According to the San Francisco Standard, “in November 2019, Amani was arrested after crashing a woman’s car near the Seventh Street off-ramp of Highway 80 in San Francisco. He was accused of using a boxcutter to cut a city park ranger who stopped at the scene of the crash and tried to pull him from the vehicle…Amani faced attempted murder and other charges in connection with the incident, but a judge dismissed the attempted murder charge at a preliminary hearing.”
Public defender Scott Grant, who represented Amani in that case, said his former client was having a “clear mental health episode.” Grant explained that Amani “was an Afghan interpreter who contracted with the U.S. government over the course of a decade.” He translated for the Navy SEALs and “survived being shot multiple times during his five-year tenure working with the military.” He was given a visa and came to the U.S. but “struggled with severe post-traumatic stress disorder” once here. Grant concluded: “He suffered some of the most horrific trauma anyone could have gone through.” In accord with that, “the remaining assault charges against him were dismissed after he completed mental health diversion.”
But clearly, the mental health treatment didn’t work, and Amani wasn’t pacified by the fact that the country that welcomed him as a refugee was also providing for his welfare: his room in the residential hotel in which he charged the police was paid for by the city of San Francisco.
Was Ajmal Amani a jihadi? Certainly, his screaming “Allahu akbar” opens up that possibility. And nowadays officials frequently ascribe what is clearly jihad activity to mental illness. American officials, especially in the Biden era, show no signs of ever acknowledging that fact or studying its implications, but it is nonetheless true that Ajami comes from a cultural milieu in which violence against unbelievers is considered to be not only righteous but even therapeutic. The Qur’an tells Muslims that fighting unbelievers can “heal the hearts” of the believers: “Fight them, and Allah will punish them by your hands, and he will lay them low and give you victory over them, and he will heal the hearts of people who are believers. And he will remove the anger of their hearts” (9:14-15). It may be that Ajami, suffering from PTSD or any number of other torments, may have turned to jihad violence in order to heal his own heart.

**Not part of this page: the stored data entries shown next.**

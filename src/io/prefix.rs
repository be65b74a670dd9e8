use std::fs::File;
use std::io::{ErrorKind, Read};
use std::path::Path;

use crate::error::IoError;

/// Read at most `max_bytes` from the start of a file.
///
/// Short files are returned whole. Interrupted reads are retried; any other
/// read failure is reported as [`IoError::Read`].
pub fn read_prefix(path: &Path, max_bytes: usize) -> Result<Vec<u8>, IoError> {
    let file = File::open(path).map_err(|source| IoError::Open {
        path: path.to_path_buf(),
        source,
    })?;

    let mut buf = vec![0u8; max_bytes];
    let mut filled = 0;
    let mut reader = file.take(max_bytes as u64);

    while filled < buf.len() {
        match reader.read(&mut buf[filled..]) {
            Ok(0) => break,
            Ok(n) => filled += n,
            Err(e) if e.kind() == ErrorKind::Interrupted => continue,
            Err(source) => {
                return Err(IoError::Read {
                    path: path.to_path_buf(),
                    source,
                })
            }
        }
    }

    buf.truncate(filled);
    Ok(buf)
}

Ajami also seems to have imbibed the idea of the appropriateness of violence in certain circumstances from the culture of violence in which he was raised. Such considerations, however, are out of bounds for officials in the U.S., who are dogmatically bound to the claim that Islam is a religion of peace that has nothing whatsoever to do with terrorism.
And so nothing is more certain than that this incident will pass virtually unnoticed by the political and media elites unless they want to make it into a police brutality case, which would be extremely difficult in light of the manifest professionalism of the police officers in the video. Instead of examining the actual implications of this case, particularly the question of how wise it was to bring thousands of unvetted Afghan migrants to the country, including an unknowable number who may be in the same mental state as Ajmal Amani, we will no doubt soon hear again about the chimerical “white supremacist” terror threat. Propagandists will stick to their preferred narrative.
Stpry cited here.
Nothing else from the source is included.